• [WORK TO COMPLETE] In how many lines of the listing does the word "derive" appear? Reply with the number only.

• [MATERIAL TO PROCESS]
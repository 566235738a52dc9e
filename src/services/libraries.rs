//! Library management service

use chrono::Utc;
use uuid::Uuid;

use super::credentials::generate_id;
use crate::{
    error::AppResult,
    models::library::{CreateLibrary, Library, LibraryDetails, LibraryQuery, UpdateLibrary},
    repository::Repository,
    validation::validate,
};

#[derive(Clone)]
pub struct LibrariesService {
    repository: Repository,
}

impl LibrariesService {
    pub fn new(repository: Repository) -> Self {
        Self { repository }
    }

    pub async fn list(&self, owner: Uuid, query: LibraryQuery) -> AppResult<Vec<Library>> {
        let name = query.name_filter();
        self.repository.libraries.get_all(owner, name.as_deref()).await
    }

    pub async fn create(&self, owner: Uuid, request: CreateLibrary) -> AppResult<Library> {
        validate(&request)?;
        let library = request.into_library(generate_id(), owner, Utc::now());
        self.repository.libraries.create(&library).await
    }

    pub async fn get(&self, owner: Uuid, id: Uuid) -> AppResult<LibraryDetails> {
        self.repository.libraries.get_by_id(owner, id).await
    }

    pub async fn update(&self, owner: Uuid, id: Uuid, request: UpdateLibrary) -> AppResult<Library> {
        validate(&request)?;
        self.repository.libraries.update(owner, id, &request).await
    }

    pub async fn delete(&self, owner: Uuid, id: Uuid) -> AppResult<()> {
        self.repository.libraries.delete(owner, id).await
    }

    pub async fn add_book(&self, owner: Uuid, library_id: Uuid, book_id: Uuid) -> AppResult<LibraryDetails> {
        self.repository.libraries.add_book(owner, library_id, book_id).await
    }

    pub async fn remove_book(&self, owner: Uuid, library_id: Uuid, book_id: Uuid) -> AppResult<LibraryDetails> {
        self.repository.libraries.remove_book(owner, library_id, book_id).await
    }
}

==

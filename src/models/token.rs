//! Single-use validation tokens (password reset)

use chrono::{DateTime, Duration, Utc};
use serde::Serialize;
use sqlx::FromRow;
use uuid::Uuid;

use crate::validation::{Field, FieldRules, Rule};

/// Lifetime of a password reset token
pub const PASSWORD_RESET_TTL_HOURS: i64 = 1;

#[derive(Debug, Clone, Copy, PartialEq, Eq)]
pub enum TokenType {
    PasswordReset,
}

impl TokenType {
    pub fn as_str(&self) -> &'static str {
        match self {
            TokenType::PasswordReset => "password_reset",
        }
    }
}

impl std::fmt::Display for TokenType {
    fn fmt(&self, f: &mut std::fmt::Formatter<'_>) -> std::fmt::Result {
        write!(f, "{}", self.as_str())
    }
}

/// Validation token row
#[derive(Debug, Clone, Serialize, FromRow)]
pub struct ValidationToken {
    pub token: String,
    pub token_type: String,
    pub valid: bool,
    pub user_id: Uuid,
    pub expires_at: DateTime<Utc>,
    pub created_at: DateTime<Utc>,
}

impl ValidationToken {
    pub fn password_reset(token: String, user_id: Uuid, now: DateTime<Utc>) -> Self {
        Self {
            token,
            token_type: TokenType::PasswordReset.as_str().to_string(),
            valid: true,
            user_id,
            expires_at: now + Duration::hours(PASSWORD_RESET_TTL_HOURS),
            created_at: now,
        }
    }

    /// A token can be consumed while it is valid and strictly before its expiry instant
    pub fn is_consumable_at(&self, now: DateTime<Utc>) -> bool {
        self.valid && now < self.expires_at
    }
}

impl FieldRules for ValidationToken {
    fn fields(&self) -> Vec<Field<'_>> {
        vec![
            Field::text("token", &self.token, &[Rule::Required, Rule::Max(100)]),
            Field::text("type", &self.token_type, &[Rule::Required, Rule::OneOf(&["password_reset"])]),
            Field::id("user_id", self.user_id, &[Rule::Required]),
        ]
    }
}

• [TASK SOLUTION] 3